Peter Gizzi's Artificial Heart is much concerned with frames,
outlines, and the absences caused by their dissolution -- the
emptying out of pre-conceived ideas and content -- "as sober jets
empty the sky" (From a Field Glass). "Farther off / pedestrians
make parallel lines and collapse / into distance" ("New Picnic
Time") -- what's being noticed/noted here is that instant ("zero
hour") when "an earth unwrites itself" and we become unsure of
our perceptions, as "local color bleeds into the river" ("Mourning &
Materiality").
But there's no real despair in this prospect, and indeed, if there is a
dominant emotional tone in these accomplished poems, it's one of
jauntiness -- Gizzi tracks through the hollows, as it were, for scraps
(traces, echoes) of previous poetries (from the New Testament to
David Byrne) that he can salvage to compose new songs. There are
occasional hints at what might lie "beyond this image decomposing:
desire / . . . uncanny earth. A funny thing to feel" ("New Picnic
Time") but no real images or descriptions offered -- instead, there's
an insistent distrust of prior representation, with the emphasis
squarely on what's left behind when "The artifact in time fades / and
we are left with a blank slate." ("Another Day on the Pilgrimage")
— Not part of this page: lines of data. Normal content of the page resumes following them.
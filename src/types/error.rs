//! Error types for granary

use hyper::StatusCode;

/// Main error type for granary operations
#[derive(Debug, thiserror::Error)]
pub enum GranaryError {
    #[error("Bad request: {0}")]
    BadRequest(String),

    #[error("Not found: {0}")]
    NotFound(String),

    #[error("Document store error: {0}")]
    Store(String),

    #[error("Assistant error: {0}")]
    Assistant(String),

    #[error("Internal error: {0}")]
    Internal(String),

    #[error("Configuration error: {0}")]
    Config(String),
}

impl GranaryError {
    /// Convert error to HTTP status code
    pub fn status_code(&self) -> StatusCode {
        match self {
            Self::BadRequest(_) => StatusCode::BAD_REQUEST,
            Self::NotFound(_) => StatusCode::NOT_FOUND,
            Self::Store(_) => StatusCode::SERVICE_UNAVAILABLE,
            Self::Assistant(_) => StatusCode::INTERNAL_SERVER_ERROR,
            Self::Internal(_) => StatusCode::INTERNAL_SERVER_ERROR,
            Self::Config(_) => StatusCode::INTERNAL_SERVER_ERROR,
        }
    }

    /// Convert to status code and body tuple for HTTP response
    pub fn into_status_code_and_body(self) -> (StatusCode, String) {
        let status = self.status_code();
        let body = self.to_string();
        (status, body)
    }
}

impl From<std::io::Error> for GranaryError {
    fn from(err: std::io::Error) -> Self {
        Self::Internal(err.to_string())
    }
}

impl From<serde_json::Error> for GranaryError {
    fn from(err: serde_json::Error) -> Self {
        Self::BadRequest(format!("JSON error: {}", err))
    }
}

impl From<hyper::Error> for GranaryError {
    fn from(err: hyper::Error) -> Self {
        Self::Internal(format!("HTTP error: {}", err))
    }
}

impl From<reqwest::Error> for GranaryError {
    fn from(err: reqwest::Error) -> Self {
        Self::Store(err.to_string())
    }
}

/// Result type alias for granary operations
pub type Result<T> = std::result::Result<T, GranaryError>;
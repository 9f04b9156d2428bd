//! HTTP route handlers

mod chat;
mod data;
mod health;

pub use chat::handle_chat;
pub use data::handle_data;
pub use health::{health_check, readiness_check, version_info};

use bytes::Bytes;
use http_body_util::Full;
use hyper::{Response, StatusCode};
use serde::Serialize;

/// API error response body
#[derive(Debug, Serialize)]
struct ApiError {
    error: String,
}

/// Build a successful JSON response from a serializable value.
pub(crate) fn json_response<T: Serialize>(status: StatusCode, value: &T) -> Response<Full<Bytes>> {
    let body = serde_json::to_vec(value).unwrap_or_default();

    Response::builder()
        .status(status)
        .header("Content-Type", "application/json")
        .header("Access-Control-Allow-Origin", "*")
        .body(Full::new(Bytes::from(body)))
        .unwrap_or_else(|_| {
            Response::builder()
                .status(StatusCode::INTERNAL_SERVER_ERROR)
                .body(Full::new(Bytes::from(r#"{"error":"Internal error"}"#)))
                .unwrap()
        })
}

/// Build a JSON error response.
pub(crate) fn error_response(status: StatusCode, message: &str) -> Response<Full<Bytes>> {
    json_response(
        status,
        &ApiError {
            error: message.to_string(),
        },
    )
}
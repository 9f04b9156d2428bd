//! Natural-language query assistant
//!
//! Turns free-text questions into live database lookups through a
//! language model. The model classifies each message into a `query` or
//! `chat` decision ([`decision`]), queries run through the document store
//! with a hard result cap, and the same model session summarizes the
//! results for the user ([`handler`]).

pub mod backend;
pub mod decision;
pub mod handler;
pub mod prompt;

pub use backend::{LlmBackend, LlmError, MockBackend, OpenAiBackend};
pub use decision::Decision;
pub use handler::{Assistant, ChatRole, ChatTurn, RESULT_CAP, STORE_APOLOGY};
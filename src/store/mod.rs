//! Document store access
//!
//! Layered as: [`client`] (the remote HTTP store behind the
//! [`DocumentStore`] trait), [`filter`] (query construction and tenant
//! scoping), [`collection`] (typed tenant-scoped accessors), and
//! [`memory`] (in-process store for tests and dev mode).

pub mod client;
pub mod collection;
pub mod filter;
pub mod memory;

pub use client::{
    DeleteOptions, DeleteResult, DocumentStore, FetchResult, StoreClient, UpsertOptions,
    UpsertResult,
};
pub use collection::{generate_id, Collection, Page, TenantDocument, Timestamps};
pub use filter::{scope_to_tenant, FetchOptions, Filter, TENANT_KEY};
pub use memory::MemoryStore;
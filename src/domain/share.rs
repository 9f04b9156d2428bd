//! Share capital documents

use serde::{Deserialize, Serialize};

use crate::store::{TenantDocument, Timestamps};

pub const SHARE_ACCOUNT_COLLECTION: &str = "share_accounts";

#[derive(Serialize, Deserialize, Clone, Debug, PartialEq)]
#[serde(rename_all = "snake_case")]
pub enum ShareTransactionType {
    /// Lump-sum share purchase
    Buy,
    /// Monthly share contribution
    Monthly,
    Withdrawal,
    /// Dividend paid into shares
    Dividend,
    /// Offset against a debt
    Offset,
}

#[derive(Serialize, Deserialize, Clone, Debug, PartialEq)]
#[serde(rename_all = "snake_case")]
pub enum ShareAccountStatus {
    Active,
    Locked,
    Withdrawn,
}

#[derive(Serialize, Deserialize, Clone, Debug, PartialEq)]
#[serde(rename_all = "camelCase")]
pub struct ShareTransaction {
    pub transaction_id: String,
    #[serde(rename = "type")]
    pub transaction_type: ShareTransactionType,
    pub shares: f64,
    pub amount: f64,
    pub date: String,
    #[serde(skip_serializing_if = "Option::is_none")]
    pub description: Option<String>,
    #[serde(skip_serializing_if = "Option::is_none")]
    pub reference: Option<String>,
}

/// One member's share capital position, with its transaction history
/// embedded (history volumes are small enough per member).
#[derive(Serialize, Deserialize, Clone, Debug)]
#[serde(rename_all = "camelCase")]
pub struct ShareAccount {
    #[serde(rename = "_id", skip_serializing_if = "Option::is_none")]
    pub id: Option<String>,
    pub coop_id: String,
    pub member_id: String,

    pub total_shares: f64,
    pub total_amount: f64,

    #[serde(default)]
    pub transactions: Vec<ShareTransaction>,

    pub status: ShareAccountStatus,

    #[serde(flatten)]
    pub timestamps: Timestamps,
}

impl TenantDocument for ShareAccount {
    const COLLECTION: &'static str = SHARE_ACCOUNT_COLLECTION;

    fn coop_id(&self) -> &str {
        &self.coop_id
    }

    fn doc_id(&self) -> Option<&str> {
        self.id.as_deref()
    }

    fn set_doc_id(&mut self, id: String) {
        self.id = Some(id);
    }

    fn timestamps_mut(&mut self) -> &mut Timestamps {
        &mut self.timestamps
    }
}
The "repair" of such a condition is merely the activity of "working
the long pencil / until groove become grove" ("Utopian
Parkway").
Gizzi has also edited, this year, The House That Jack Built,
a collection of Jack Spicer's lectures, and Spicer's concern for the
invisible is much in evidence here. Indeed, the best gloss of these
poems might be a curious bootleg edition of After Lorca,
which shows the poet on the cover relaxing on an outdoor deck,
and then, on the next page, cuts him out of the scene, with only the
outline of his presence left behind.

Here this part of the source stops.